Return each line of the entries that holds the string "usize".

(EXERCISE DATA)

use std::fmt;

use anyhow::{bail, Result};

// ---------------------------------------------------------------------------
// CellValue – a single cell of a table
// ---------------------------------------------------------------------------

/// A dynamically-typed cell value mirroring common Pandas dtypes.
#[derive(Debug, Clone, PartialEq)]
pub enum CellValue {
    String(String),
    Integer(i64),
    Float(f64),
    Bool(bool),
    Null,
}

impl CellValue {
    /// Guess the type of a raw text field, the way `pd.read_csv` would.
    ///
    /// Empty fields are `Null`; integers win over floats; `True`/`False`
    /// (either case) are booleans; everything else stays a string.
    pub fn guess(s: &str) -> CellValue {
        if s.is_empty() {
            return CellValue::Null;
        }
        if let Ok(i) = s.parse::<i64>() {
            return CellValue::Integer(i);
        }
        if let Ok(f) = s.parse::<f64>() {
            return CellValue::Float(f);
        }
        match s {
            "True" | "true" => CellValue::Bool(true),
            "False" | "false" => CellValue::Bool(false),
            _ => CellValue::String(s.to_string()),
        }
    }

    /// Render the value as a CSV field.
    ///
    /// Floats keep a decimal point (`1.0`, never `1`) so they reload as
    /// floats; `Null` is the empty field.
    pub fn to_field(&self) -> String {
        match self {
            CellValue::String(s) => s.clone(),
            CellValue::Integer(i) => i.to_string(),
            CellValue::Float(v) => format!("{v:?}"),
            CellValue::Bool(true) => "True".to_string(),
            CellValue::Bool(false) => "False".to_string(),
            CellValue::Null => String::new(),
        }
    }
}

impl fmt::Display for CellValue {
    fn fmt(&self, f: &mut fmt::Formatter<'_>) -> fmt::Result {
        match self {
            CellValue::String(s) => write!(f, "{s}"),
            CellValue::Integer(i) => write!(f, "{i}"),
            CellValue::Float(v) => write!(f, "{v:.4}"),
            CellValue::Bool(b) => write!(f, "{b}"),
            CellValue::Null => write!(f, "<null>"),
        }
    }
}

impl From<f64> for CellValue {
    fn from(v: f64) -> Self {
        CellValue::Float(v)
    }
}

impl From<i64> for CellValue {
    fn from(v: i64) -> Self {
        CellValue::Integer(v)
    }
}

impl From<bool> for CellValue {
    fn from(v: bool) -> Self {
        CellValue::Bool(v)
    }
}

impl From<&str> for CellValue {
    fn from(v: &str) -> Self {
        CellValue::String(v.to_string())
    }
}

// ---------------------------------------------------------------------------
// Table – one DataFrame
// ---------------------------------------------------------------------------

/// A rectangular table: ordered column names and rows of equal width.
#[derive(Debug, Clone, PartialEq, Default)]
pub struct Table {
    columns: Vec<String>,
    rows: Vec<Vec<CellValue>>,
}

impl Table {
    /// An empty table with the given header.
    pub fn new<I, S>(columns: I) -> Self
    where
        I: IntoIterator<Item = S>,
        S: Into<String>,
    {
        Table {
            columns: columns.into_iter().map(Into::into).collect(),
            rows: Vec::new(),
        }
    }

    /// Build a table from named columns of equal length.
    pub fn from_columns(columns: Vec<(String, Vec<CellValue>)>) -> Result<Self> {
        let n_rows = columns.first().map(|(_, v)| v.len()).unwrap_or(0);
        if let Some((name, values)) = columns.iter().find(|(_, v)| v.len() != n_rows) {
            bail!(
                "column '{name}' has {} values but the first column has {n_rows}",
                values.len()
            );
        }

        let mut table = Table::new(columns.iter().map(|(name, _)| name.clone()));
        let mut iters: Vec<_> = columns.into_iter().map(|(_, v)| v.into_iter()).collect();
        for _ in 0..n_rows {
            let row = iters.iter_mut().filter_map(Iterator::next).collect();
            table.rows.push(row);
        }
        Ok(table)
    }

    /// Append a row; its width must match the header.
    pub fn push_row(&mut self, row: Vec<CellValue>) -> Result<()> {
        if row.len() != self.columns.len() {
            bail!(
                "row {} has {} cells but the table has {} columns",
                self.rows.len(),
                row.len(),
                self.columns.len()
            );
        }
        self.rows.push(row);
        Ok(())
    }

    pub fn columns(&self) -> &[String] {
        &self.columns
    }

    pub fn rows(&self) -> &[Vec<CellValue>] {
        &self.rows
    }

    /// Values of one column, top to bottom.
    pub fn column(&self, name: &str) -> Option<Vec<&CellValue>> {
        let idx = self.columns.iter().position(|c| c == name)?;
        Some(self.rows.iter().map(|r| &r[idx]).collect())
    }

    /// Number of rows.
    pub fn len(&self) -> usize {
        self.rows.len()
    }

    /// Whether the table has no rows.
    pub fn is_empty(&self) -> bool {
        self.rows.is_empty()
    }
}

// ---------------------------------------------------------------------------
// Dataset – what a capture session persists
// ---------------------------------------------------------------------------

/// The data handed to a capture session. Held by shared borrow, so a
/// session can serialize it but never mutate it.
#[derive(Debug, Clone, Copy)]
pub enum Dataset<'a> {
    /// One table, written as `data.csv`.
    Single(&'a Table),
    /// A sequence of tables, written as `data0.csv`, `data1.csv`, ...
    Many(&'a [Table]),
}

impl<'a> Dataset<'a> {
    /// The tables in write order.
    pub fn tables(&self) -> Vec<&'a Table> {
        match *self {
            Dataset::Single(t) => vec![t],
            Dataset::Many(ts) => ts.iter().collect(),
        }
    }

    /// File name for the table at `index`.
    pub fn file_name(&self, index: usize) -> String {
        match self {
            Dataset::Single(_) => "data.csv".to_string(),
            Dataset::Many(_) => format!("data{index}.csv"),
        }
    }

    pub fn is_many(&self) -> bool {
        matches!(self, Dataset::Many(_))
    }
}

#[cfg(test)]
mod tests {
    use super::*;

    #[test]
    fn guess_follows_pandas_dtypes() {
        assert_eq!(CellValue::guess(""), CellValue::Null);
        assert_eq!(CellValue::guess("42"), CellValue::Integer(42));
        assert_eq!(CellValue::guess("-0.5"), CellValue::Float(-0.5));
        assert_eq!(CellValue::guess("True"), CellValue::Bool(true));
        assert_eq!(CellValue::guess("Sample_A"), CellValue::from("Sample_A"));
    }

    #[test]
    fn integral_floats_keep_their_decimal_point() {
        assert_eq!(CellValue::Float(1.0).to_field(), "1.0");
        assert_eq!(CellValue::guess(&CellValue::Float(1.0).to_field()), CellValue::Float(1.0));
        assert_eq!(CellValue::Float(0.1).to_field(), "0.1");
    }

    #[test]
    fn from_columns_transposes() {
        let t = Table::from_columns(vec![
            ("x".to_string(), vec![1i64.into(), 2i64.into()]),
            ("y".to_string(), vec![CellValue::Float(0.5), CellValue::Null]),
        ])
        .unwrap();
        assert_eq!(t.columns(), ["x", "y"]);
        assert_eq!(t.len(), 2);
        assert_eq!(t.rows()[1], vec![CellValue::Integer(2), CellValue::Null]);
        assert_eq!(t.column("y").unwrap(), vec![&CellValue::Float(0.5), &CellValue::Null]);
    }

    #[test]
    fn ragged_input_is_rejected() {
        let err = Table::from_columns(vec![
            ("x".to_string(), vec![1i64.into()]),
            ("y".to_string(), vec![]),
        ]);
        assert!(err.is_err());

        let mut t = Table::new(["a", "b"]);
        assert!(t.push_row(vec![CellValue::Null]).is_err());
        assert!(t.is_empty());
    }

    #[test]
    fn dataset_file_names() {
        let t = Table::new(["x"]);
        assert_eq!(Dataset::Single(&t).file_name(0), "data.csv");
        let many = vec![t.clone(), t];
        let ds = Dataset::Many(&many);
        assert_eq!(ds.file_name(1), "data1.csv");
        assert_eq!(ds.tables().len(), 2);
    }
}
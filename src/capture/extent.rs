//! Finding where a capture block ends.

/// Strategy for deciding the last line of a block.
pub trait BlockDelimiter {
    /// Return the 1-based inclusive last line of the block anchored at
    /// `anchor_line`.
    ///
    /// With `include_opening_line` false the scan starts on the line after
    /// the anchor (the first body line); otherwise on the anchor itself.
    fn resolve_extent<S: AsRef<str>>(
        &self,
        lines: &[S],
        anchor_line: usize,
        include_opening_line: bool,
    ) -> usize;
}

/// Indentation-based delimiter: the block ends before the first non-blank
/// line indented less than the starting line.
///
/// This is a whitespace scan, not a parse. A dedented line inside a
/// multi-line string or bracketed expression ends the block early.
#[derive(Debug, Clone, Copy, Default)]
pub struct IndentationDelimiter;

impl BlockDelimiter for IndentationDelimiter {
    fn resolve_extent<S: AsRef<str>>(
        &self,
        lines: &[S],
        anchor_line: usize,
        include_opening_line: bool,
    ) -> usize {
        let start = if include_opening_line {
            anchor_line
        } else {
            anchor_line + 1
        };
        if start == 0 || start > lines.len() {
            return lines.len().min(anchor_line);
        }

        // Base indentation comes from the first non-blank line so a body
        // that opens with an empty line is still delimited.
        let Some(base_line) = (start..=lines.len()).find(|&n| !is_blank(lines[n - 1].as_ref()))
        else {
            return anchor_line;
        };
        let base = indentation(lines[base_line - 1].as_ref());

        let mut last = base_line;
        for n in base_line + 1..=lines.len() {
            let line = lines[n - 1].as_ref();
            if is_blank(line) {
                continue;
            }
            if indentation(line) < base {
                break;
            }
            last = n;
        }
        last
    }
}

/// Convenience wrapper for [`IndentationDelimiter`].
pub fn resolve_extent<S: AsRef<str>>(
    lines: &[S],
    anchor_line: usize,
    include_opening_line: bool,
) -> usize {
    IndentationDelimiter.resolve_extent(lines, anchor_line, include_opening_line)
}

/// Number of leading whitespace characters.
pub fn indentation(line: &str) -> usize {
    line.chars().take_while(|c| c.is_whitespace()).count()
}

fn is_blank(line: &str) -> bool {
    line.trim().is_empty()
}
use std::path::PathBuf;

use clap::{Parser, Subcommand};

/// Package a plotting block and its data into a standalone, re-runnable
/// script.
#[derive(Debug, Parser)]
#[command(name = "plotis", version, about)]
pub struct Cli {
    /// TOML config file (defaults to ./plotis.toml when present)
    #[arg(long, global = true)]
    pub config: Option<PathBuf>,

    #[command(subcommand)]
    pub command: Command,
}

#[derive(Debug, Subcommand)]
pub enum Command {
    /// Capture a block: write its data and a standalone run script
    Capture {
        /// Source file holding the `with` block
        source: PathBuf,

        /// Output directory for the data and script
        #[arg(long)]
        figpath: PathBuf,

        /// Data file(s) (.csv, .json, .parquet) in binding order
        #[arg(long = "data", required = true)]
        data: Vec<PathBuf>,

        /// Line of the `with` statement (default: the only one in the file)
        #[arg(long)]
        line: Option<usize>,

        /// Treat a single data file as a one-element sequence
        #[arg(long)]
        many: bool,
    },

    /// List the capture blocks in a source file
    List {
        source: PathBuf,
    },

    /// Print the last line of the block opened at a line
    Extent {
        source: PathBuf,

        #[arg(long)]
        line: usize,

        /// Take the base indentation from the opening line itself
        #[arg(long)]
        include_opening_line: bool,
    },
}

(End EXERCISE DATA)

| RESPONSE TO THE TASK |
    pub fn len(&self) -> usize {
    pub fn file_name(&self, index: usize) -> String {
        anchor_line: usize,
    ) -> usize;
        anchor_line: usize,
    ) -> usize {
    anchor_line: usize,
) -> usize {
pub fn indentation(line: &str) -> usize {
        line: Option<usize>,
        line: usize,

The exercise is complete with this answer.